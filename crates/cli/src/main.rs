// avsaudit CLI - operator/AVS snapshot audits between two JSON exports

mod check;
mod exit_codes;

use std::path::PathBuf;
use std::process::ExitCode;

use avsaudit_recon::KeyTransform;
use clap::{ArgAction, Parser, Subcommand};
use tracing_subscriber::EnvFilter;

use exit_codes::EXIT_SUCCESS;

#[derive(Parser)]
#[command(name = "avsaudit")]
#[command(about = "Check an operator/AVS snapshot export against a reference export")]
#[command(long_version = long_version())]
#[command(version)]
#[command(subcommand_required = false)]
struct Cli {
    /// Increase log verbosity on stderr (-v info, -vv debug, -vvv trace)
    #[arg(long, short = 'v', action = ArgAction::Count, global = true)]
    verbose: u8,

    #[command(subcommand)]
    command: Option<Commands>,
}

#[derive(Subcommand)]
enum Commands {
    /// Report subject records with no matching (avs, operator, snapshot) in the reference
    #[command(after_help = "\
Mismatches are findings, not failures: exit code is 0 unless --fail-on-mismatch \
(or policy.fail_on_mismatch in the config) is set, in which case it is 1.

Examples:
  avsaudit check sidecar.json blocklake.json
  avsaudit check sidecar.json blocklake.json --json
  avsaudit check --config audit.toml --output report.json
  avsaudit check sidecar.json blocklake.json --key-transform lowercase --fail-on-mismatch")]
    Check {
        /// Subject file: JSON array of {operator, avs, snapshot} to verify
        subject: Option<PathBuf>,

        /// Reference file: JSON array of {operator, avs, snapshot} treated as ground truth
        reference: Option<PathBuf>,

        /// TOML config naming sources, field keys, matching and policy
        #[arg(long, short = 'c', env = "AVSAUDIT_CONFIG")]
        config: Option<PathBuf>,

        /// Output the JSON report to stdout instead of the line report
        #[arg(long)]
        json: bool,

        /// Write the JSON report to file
        #[arg(long, short = 'o')]
        output: Option<PathBuf>,

        /// Exit 1 when any mismatch is found
        #[arg(long)]
        fail_on_mismatch: bool,

        /// Normalize fields before matching: none, trim or lowercase
        #[arg(long, value_name = "MODE")]
        key_transform: Option<KeyTransform>,
    },

    /// Validate an audit config without running
    #[command(after_help = "\
Examples:
  avsaudit validate audit.toml")]
    Validate {
        /// Path to the .toml config file
        config: PathBuf,
    },
}

fn long_version() -> &'static str {
    if cfg!(debug_assertions) {
        concat!(
            env!("CARGO_PKG_VERSION"),
            " (", env!("GIT_COMMIT_HASH"), ")",
            "\nengine:  avsaudit-recon ", env!("CARGO_PKG_VERSION"),
            "\nbuild:   debug",
            "\ntarget:  ", env!("TARGET"),
        )
    } else {
        concat!(
            env!("CARGO_PKG_VERSION"),
            " (", env!("GIT_COMMIT_HASH"), ")",
            "\nengine:  avsaudit-recon ", env!("CARGO_PKG_VERSION"),
            "\nbuild:   release",
            "\ntarget:  ", env!("TARGET"),
        )
    }
}

/// Logs go to stderr so stdout stays a data channel. `AVSAUDIT_LOG` takes an
/// env-filter directive and overrides `-v`.
fn init_logging(verbose: u8) {
    let default_level = match verbose {
        0 => "warn",
        1 => "info",
        2 => "debug",
        _ => "trace",
    };
    let filter = EnvFilter::try_from_env("AVSAUDIT_LOG")
        .unwrap_or_else(|_| EnvFilter::new(default_level));

    tracing_subscriber::fmt()
        .with_env_filter(filter)
        .with_writer(std::io::stderr)
        .with_target(false)
        .init();
}

fn main() -> ExitCode {
    let args: Vec<String> = std::env::args_os()
        .map(|arg| arg.to_string_lossy().into_owned())
        .collect();
    let cli = Cli::parse();
    init_logging(cli.verbose);

    let result = match cli.command {
        None => {
            // No subcommand = show usage
            eprintln!("Usage: avsaudit <command> [options]");
            eprintln!("       avsaudit --help for more information");
            Ok(())
        }
        Some(Commands::Check {
            subject,
            reference,
            config,
            json,
            output,
            fail_on_mismatch,
            key_transform,
        }) => check::cmd_check(
            check::CheckOptions {
                subject,
                reference,
                config,
                json,
                output,
                fail_on_mismatch,
                key_transform,
            },
            &args,
        ),
        Some(Commands::Validate { config }) => check::cmd_validate(config),
    };

    match result {
        Ok(()) => ExitCode::from(EXIT_SUCCESS),
        Err(CliError { code, message, hint }) => {
            if !message.is_empty() {
                eprintln!("error: {}", message);
            }
            if let Some(hint) = hint {
                eprintln!("hint:  {}", hint);
            }
            ExitCode::from(code)
        }
    }
}

#[derive(Debug)]
pub struct CliError {
    pub code: u8,
    pub message: String,
    pub hint: Option<String>,
}

impl CliError {
    /// Add a hint to an existing error.
    pub fn with_hint(mut self, hint: impl Into<String>) -> Self {
        self.hint = Some(hint.into());
        self
    }
}
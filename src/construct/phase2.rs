//! Phase 2: left-to-right finalization of the refined groups.
//!
//! Members of a group agree on their first `lyndon` symbols, so their
//! relative order is the order of their successor suffixes at distance
//! `lyndon`. Successors either sit in an earlier block (their ranks
//! are final by now) or chain through the group itself in adjacent
//! slots. The chains are peeled tail first: members are partitioned by
//! their distance from the chain tail, and each distance class is
//! sorted by the successor rank after the previous class has been
//! written, so every fetched rank is final.

use super::index::{to_rank_repr, to_sa_repr, Rank, SaIndex};
use super::sort::{insertion_sort, KeyValue, Sorter};
use super::types::Phase2Group;

/// Chain-count capacity of the shared border buffer; longer chains take
/// a side allocation scoped to their group.
const SUBGROUP_LIMIT: usize = 256 * 1024;

/// Finalize every group interval in `sa` and complete `isa` to the
/// inverse permutation for all non-type-S positions. No entry carries
/// the marker afterwards.
pub fn finalize_groups<I, B, S>(sa: &mut [I], isa: &mut [B], groups: &[Phase2Group<B>])
where
    I: SaIndex,
    B: Rank,
    S: Sorter,
{
    let n = sa.len();
    let max_group_size = groups.iter().map(|g| g.size.rank()).max().unwrap_or(0);

    // one arena for the whole pass
    let mut shared_borders = vec![0usize; SUBGROUP_LIMIT];
    let mut grouped = vec![KeyValue::<B>::zero(); max_group_size + 1];
    let mut scratch = vec![KeyValue::<B>::zero(); max_group_size + 1];
    let mut sub_size = vec![0usize; max_group_size + 1];
    let mut sub_id = vec![0usize; max_group_size + 1];
    let mut overflow: Vec<usize> = Vec::new();

    let mut left = 2;
    for g in groups {
        debug_assert_eq!(left, g.start.rank(), "groups must be contiguous");
        let z = g.size.rank();
        if z == 1 {
            let e = sa[left].unflagged();
            sa[left] = e;
            isa[e.index()] = B::from_rank(left);
            left += 1;
            continue;
        }
        let ell = g.lyndon.rank();

        // distance of every slot from the tail of its chain, scanning
        // right to left; non-chained slots are their own tails
        for s in sub_size[..z + 1].iter_mut() {
            *s = 0;
        }
        sub_id[z - 1] = 0;
        sub_size[0] = 1;
        for i in (1..z).rev() {
            sub_id[i - 1] = if sa[left + i].index() == sa[left + i - 1].index() + ell {
                sub_id[i] + 1
            } else {
                0
            };
            sub_size[sub_id[i - 1]] += 1;
        }

        let mut sub_count = 0;
        while sub_size[sub_count] > 0 {
            sub_count += 1;
        }

        let borders: &mut [usize] = if sub_count <= SUBGROUP_LIMIT {
            &mut shared_borders[..sub_count]
        } else {
            overflow.clear();
            overflow.resize(sub_count, 0);
            &mut overflow[..]
        };
        let mut acc = 0;
        for (border, size) in borders.iter_mut().zip(sub_size.iter()) {
            *border = acc;
            acc += size;
        }

        // stable partition into distance classes; ties keep their slot
        // order, which the class sort below relies on
        for i in 0..z {
            let slot = borders[sub_id[i]];
            borders[sub_id[i]] += 1;
            grouped[slot].value = to_rank_repr(sa[left + i]);
        }

        let mut prev = 0;
        for k in 0..sub_count {
            let stop = borders[k];

            // lexicographic ranks of the inducing successors
            for i in prev..stop {
                grouped[i].key = isa[grouped[i].value.index() + ell];
                debug_assert!(
                    grouped[i].key.rank() < left + prev,
                    "successor rank must be final before its class is sorted"
                );
            }

            if stop - prev < 33 {
                insertion_sort(&mut grouped[prev..stop], true);
            } else {
                S::sort_unstable(
                    &mut grouped[prev..stop],
                    &mut scratch[..stop - prev],
                    true,
                    n - 1,
                );
            }

            for i in prev..stop {
                sa[left + i] = to_sa_repr(grouped[i].value);
            }
            for i in prev..stop {
                let e = sa[left + i];
                if !e.is_flagged() {
                    isa[e.index()] = B::from_rank(left + i);
                } else {
                    sa[left + i] = e.unflagged();
                }
            }
            prev = stop;
        }
        left += z;
    }
}
use std::path::PathBuf;

use anyhow::{bail, ensure, Context, Result};
use clap::Parser;

use lyndon_saca::prepare;
use lyndon_saca::stats::{NoStats, Stats};
use lyndon_saca::verify;
use lyndon_saca::{build_with, MsdSort, SaIndex};

/// Build the suffix array of a file.
#[derive(Parser)]
struct Args {
    /// Input file
    input: PathBuf,

    /// Only read the first PREFIX bytes of the input
    #[arg(long)]
    prefix: Option<u64>,

    /// Initial sort prefix length (1, 2 or 3)
    #[arg(long, default_value_t = 1)]
    sort_prefix: usize,

    /// Verify the result with the linear checker
    #[arg(long)]
    check: bool,

    /// Collect per-phase timings and print a RESULT line
    #[arg(long)]
    stats: bool,
}

fn main() -> Result<()> {
    let args = Args::parse();
    ensure!(
        (1..=3).contains(&args.sort_prefix),
        "sort prefix must be 1, 2 or 3"
    );

    let data = prepare::read_file(&args.input, args.prefix)
        .with_context(|| format!("failed to read '{}'", args.input.display()))?;
    ensure!(!data.is_empty(), "input file is empty");
    let (text, sigma) = prepare::prepare_bytes(&data);

    if text.len() <= <u32 as SaIndex>::MAX_TEXT_LEN {
        run::<u32>(&text, sigma, &args)
    } else {
        run::<u64>(&text, sigma, &args)
    }
}

fn run<I: SaIndex>(text: &[u8], sigma: u32, args: &Args) -> Result<()> {
    let mut sa = vec![I::from_index(0); text.len()];
    if args.stats {
        let mut stats = Stats::new();
        build_with::<u8, I, MsdSort>(text, &mut sa, args.sort_prefix, &mut stats);
        println!(
            "RESULT algo=ds{} n={} sigma={} {}",
            args.sort_prefix,
            text.len(),
            sigma,
            stats
        );
    } else {
        build_with::<u8, I, MsdSort>(text, &mut sa, args.sort_prefix, &mut NoStats);
    }

    if args.check {
        if let Some(v) = verify::first_violation(text, &sa) {
            bail!("suffix array check failed at slot {}: {}", v.slot, v.reason);
        }
        println!("suffix array verified");
    }
    Ok(())
}
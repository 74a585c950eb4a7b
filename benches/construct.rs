use criterion::{criterion_group, criterion_main, Bencher, Criterion};
use lyndon_saca::{build_ds1, build_ds3, prepare, SuffixArray};
use rand::random;
use std::ops::Range;

const LEN: usize = 1 << 14;

criterion_group!(benches, small_scale, big_scale, periodic, wide_sort_prefix);
criterion_main!(benches);

fn small_scale(c: &mut Criterion) {
    c.bench_function("construct scale-", |b| bench_by(b, 1..4));
}

fn big_scale(c: &mut Criterion) {
    c.bench_function("construct scale+", |b| bench_by(b, 1..250));
}

fn periodic(c: &mut Criterion) {
    // long arithmetic chains, the regime the group finalization is
    // built for
    c.bench_function("construct periodic", |b| {
        let data: Vec<u8> = (0..LEN).map(|i| b"aab"[i % 3]).collect();
        b.iter(|| SuffixArray::new(&data));
    });
}

fn wide_sort_prefix(c: &mut Criterion) {
    c.bench_function("construct ds1 vs ds3", |b| {
        let (text, _) = prepare::prepare_bytes(&gen_bytes(1..120));
        let mut sa = vec![0u32; text.len()];
        b.iter(|| {
            build_ds1(&text, &mut sa);
            build_ds3(&text, &mut sa);
        });
    });
}

fn bench_by(b: &mut Bencher, scale: Range<u8>) {
    let data = gen_bytes(scale);
    b.iter(|| SuffixArray::new(&data));
}

fn gen_bytes(scale: Range<u8>) -> Vec<u8> {
    let k = scale.start + random::<u8>() % (scale.end - scale.start);
    (0..LEN).map(|_| random::<u8>() % k).collect()
}
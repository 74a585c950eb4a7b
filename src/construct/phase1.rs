//! Phase 1: iterative refinement of the prefix buckets.
//!
//! Every group is a suffix array interval whose members share a known
//! common prefix of `lyndon` symbols, and the inverse array maps each
//! unfinalized position to the left border of its current group. Since
//! the borders appear in suffix order, the border of the successor
//! suffix `p + lyndon` is a rank fingerprint: sorting a group by these
//! fingerprints splits it into sub-groups whose members additionally
//! agree on the successor group's prefix.
//!
//! A sub-group leaves the work list as soon as phase 2 can finish it,
//! which is the case once every member's successor either lies in an
//! earlier block (its rank is final by the time phase 2 arrives) or is
//! the member's own right neighbor (an arithmetic chain that phase 2
//! peels off tail first). Until then the sub-group is re-queued with
//! its agreement grown by the successor group's agreement.
//!
//! All sorts are stable, which keeps the members of any group in
//! ascending text order (the bucketer inserts them that way). Chains
//! therefore sit in adjacent slots whenever they exist at all, and the
//! neighbor test above is exhaustive.

use super::index::{to_rank_repr, to_sa_repr, Rank, SaIndex};
use super::sort::{KeyValue, Sorter};
use super::types::{Phase1Group, Phase2Group};

/// Refine `input` until every group is ready for phase 2. Returns the
/// group list covering `[2, n)` in suffix array order; on return,
/// `isa[p]` is the left border of the group containing `p` for every
/// interior position, and the sentinel suffixes hold ranks 0 and 1.
pub fn refine_groups<I, B, S>(
    sa: &mut [I],
    isa: &mut [B],
    input: Vec<Phase1Group<B>>,
) -> Vec<Phase2Group<B>>
where
    I: SaIndex,
    B: Rank,
    S: Sorter,
{
    let n = sa.len();
    debug_assert_eq!(isa.len(), n);

    for g in &input {
        let s = g.start.rank();
        for i in s..s + g.size.rank() {
            isa[sa[i].index()] = g.start;
        }
    }
    isa[sa[0].index()] = B::from_rank(0);
    isa[sa[1].index()] = B::from_rank(1);

    // current agreement length of the live group starting at each
    // border; read when a sub-group is re-queued behind its successor
    // group, so `lyndon` grows by exactly what the successors share
    let mut agree: Vec<B> = vec![B::from_rank(0); n];

    let mut done: Vec<Phase1Group<B>> = Vec::with_capacity(input.len());
    let mut work: Vec<Phase1Group<B>> = Vec::new();
    let mut max_size = 1;
    for g in input {
        agree[g.start.rank()] = g.lyndon;
        if g.size.rank() == 1 {
            done.push(Phase1Group {
                finalized: true,
                ..g
            });
        } else {
            max_size = max_size.max(g.size.rank());
            work.push(g);
        }
    }

    let mut records = vec![KeyValue::<B>::zero(); max_size];
    let mut scratch = vec![KeyValue::<B>::zero(); max_size];
    let mut runs: Vec<(usize, usize, usize)> = Vec::new();

    while let Some(g) = work.pop() {
        let s = g.start.rank();
        let z = g.size.rank();
        let ell = g.lyndon.rank();

        for i in 0..z {
            let e = sa[s + i];
            records[i] = KeyValue {
                key: isa[e.index() + ell],
                value: to_rank_repr(e),
            };
        }
        S::sort_stable(&mut records[..z], &mut scratch[..z], true, n - 1);
        for i in 0..z {
            sa[s + i] = to_sa_repr(records[i].value);
        }

        // maximal equal-key runs; each run's successor agreement is
        // captured before the borders below overwrite `agree`
        runs.clear();
        let mut begin = 0;
        for i in 1..=z {
            if i == z || records[i].key != records[begin].key {
                runs.push((begin, i, agree[records[begin].key.rank()].rank()));
                begin = i;
            }
        }

        // new borders first, so the readiness scan sees a consistent
        // picture of the entire split
        for &(a, b, _) in &runs {
            let border = B::from_rank(s + a);
            for r in &records[a..b] {
                isa[r.value.index()] = border;
            }
        }

        for &(a, b, succ) in &runs {
            let border = s + a;
            let size = b - a;
            let sub = Phase1Group {
                start: B::from_rank(border),
                size: B::from_rank(size),
                lyndon: g.lyndon,
                resolvable: true,
                finalized: size == 1,
            };
            if size == 1 {
                agree[border] = g.lyndon;
                done.push(sub);
                continue;
            }

            let mut ready = true;
            for i in a..b {
                let v = records[i].value.index();
                let succ_border = isa[v + ell].rank();
                let chained =
                    succ_border == border && i + 1 < b && records[i + 1].value.index() == v + ell;
                if succ_border >= border && !chained {
                    ready = false;
                    break;
                }
            }

            if ready {
                agree[border] = g.lyndon;
                done.push(sub);
            } else {
                let grown = B::from_rank(ell + succ);
                agree[border] = grown;
                work.push(Phase1Group {
                    lyndon: grown,
                    finalized: false,
                    ..sub
                });
            }
        }
    }

    done.sort_unstable_by_key(|g| g.start.rank());
    debug_assert_eq!(
        done.iter().map(|g| g.size.rank()).sum::<usize>(),
        n - 2,
        "groups must cover the working range"
    );
    done.into_iter()
        .map(|g| Phase2Group {
            start: g.start,
            size: g.size,
            lyndon: g.lyndon,
        })
        .collect()
}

-.-.-

:: WHAT YOU ARE ASKED TO DO ::
From the entries above, copy out every line where the string "runs" appears.

:: RESPONSE ::
    let mut runs: Vec<(usize, usize, usize)> = Vec::new();
        // maximal equal-key runs; each run's successor agreement is
        runs.clear();
                runs.push((begin, i, agree[records[begin].key.rank()].rank()));
        for &(a, b, _) in &runs {
        for &(a, b, succ) in &runs {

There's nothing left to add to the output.